*** Material for the task ***

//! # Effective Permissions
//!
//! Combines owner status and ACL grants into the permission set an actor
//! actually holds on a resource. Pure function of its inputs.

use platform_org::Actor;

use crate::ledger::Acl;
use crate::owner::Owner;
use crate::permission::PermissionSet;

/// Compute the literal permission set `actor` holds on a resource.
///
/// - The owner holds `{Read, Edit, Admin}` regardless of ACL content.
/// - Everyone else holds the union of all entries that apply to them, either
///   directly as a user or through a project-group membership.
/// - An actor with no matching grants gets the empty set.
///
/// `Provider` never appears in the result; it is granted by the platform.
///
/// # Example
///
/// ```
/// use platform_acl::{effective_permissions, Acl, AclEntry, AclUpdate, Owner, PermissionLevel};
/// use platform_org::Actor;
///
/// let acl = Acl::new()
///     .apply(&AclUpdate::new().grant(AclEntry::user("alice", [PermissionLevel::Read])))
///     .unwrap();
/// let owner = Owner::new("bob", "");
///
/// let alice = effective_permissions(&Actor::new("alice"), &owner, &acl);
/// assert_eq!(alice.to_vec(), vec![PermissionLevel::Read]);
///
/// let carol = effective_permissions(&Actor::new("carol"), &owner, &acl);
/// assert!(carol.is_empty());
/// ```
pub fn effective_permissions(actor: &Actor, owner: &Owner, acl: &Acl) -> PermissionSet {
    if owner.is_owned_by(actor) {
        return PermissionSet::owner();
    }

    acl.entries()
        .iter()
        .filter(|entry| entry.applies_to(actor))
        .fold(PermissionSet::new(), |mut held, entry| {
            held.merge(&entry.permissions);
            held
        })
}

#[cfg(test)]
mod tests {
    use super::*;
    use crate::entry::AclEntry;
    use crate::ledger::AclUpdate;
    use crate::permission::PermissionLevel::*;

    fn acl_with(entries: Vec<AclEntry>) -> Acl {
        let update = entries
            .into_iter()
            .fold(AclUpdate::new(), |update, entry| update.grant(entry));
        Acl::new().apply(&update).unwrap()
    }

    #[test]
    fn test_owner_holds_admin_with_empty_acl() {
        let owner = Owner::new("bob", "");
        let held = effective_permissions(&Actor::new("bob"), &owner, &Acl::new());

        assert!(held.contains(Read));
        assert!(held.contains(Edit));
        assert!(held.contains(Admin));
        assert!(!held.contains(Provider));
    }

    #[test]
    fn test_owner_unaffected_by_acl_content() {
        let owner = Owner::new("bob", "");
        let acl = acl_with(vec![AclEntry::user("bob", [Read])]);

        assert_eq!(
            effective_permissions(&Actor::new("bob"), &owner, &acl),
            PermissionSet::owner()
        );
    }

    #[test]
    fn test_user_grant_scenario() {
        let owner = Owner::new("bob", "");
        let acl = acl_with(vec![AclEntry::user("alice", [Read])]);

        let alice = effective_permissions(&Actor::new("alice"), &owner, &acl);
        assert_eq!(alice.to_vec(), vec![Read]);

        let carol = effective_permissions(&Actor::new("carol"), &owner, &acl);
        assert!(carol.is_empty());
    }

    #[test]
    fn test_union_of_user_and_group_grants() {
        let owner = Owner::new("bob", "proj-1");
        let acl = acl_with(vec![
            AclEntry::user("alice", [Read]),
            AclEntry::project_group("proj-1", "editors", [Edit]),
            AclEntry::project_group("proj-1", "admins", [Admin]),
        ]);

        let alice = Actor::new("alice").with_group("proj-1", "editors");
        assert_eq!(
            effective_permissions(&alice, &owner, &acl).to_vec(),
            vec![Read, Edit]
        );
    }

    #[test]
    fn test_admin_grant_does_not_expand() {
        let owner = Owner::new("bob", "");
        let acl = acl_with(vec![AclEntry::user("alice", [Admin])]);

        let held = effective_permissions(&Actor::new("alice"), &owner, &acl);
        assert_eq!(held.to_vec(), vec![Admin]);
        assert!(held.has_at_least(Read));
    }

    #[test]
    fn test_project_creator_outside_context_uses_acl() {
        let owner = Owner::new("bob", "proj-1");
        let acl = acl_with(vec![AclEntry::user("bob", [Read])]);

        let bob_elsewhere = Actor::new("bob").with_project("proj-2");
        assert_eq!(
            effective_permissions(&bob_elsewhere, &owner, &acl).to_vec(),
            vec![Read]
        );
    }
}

*** End of Material for the task ***

**What you will do**
Beginning with the first line of the listing above, print each line exactly until you have printed the line that contains "to them, either".

**Solved problem**
//! # Effective Permissions
//!
//! Combines owner status and ACL grants into the permission set an actor
//! actually holds on a resource. Pure function of its inputs.

use platform_org::Actor;

use crate::ledger::Acl;
use crate::owner::Owner;
use crate::permission::PermissionSet;

/// Compute the literal permission set `actor` holds on a resource.
///
/// - The owner holds `{Read, Edit, Admin}` regardless of ACL content.
/// - Everyone else holds the union of all entries that apply to them, either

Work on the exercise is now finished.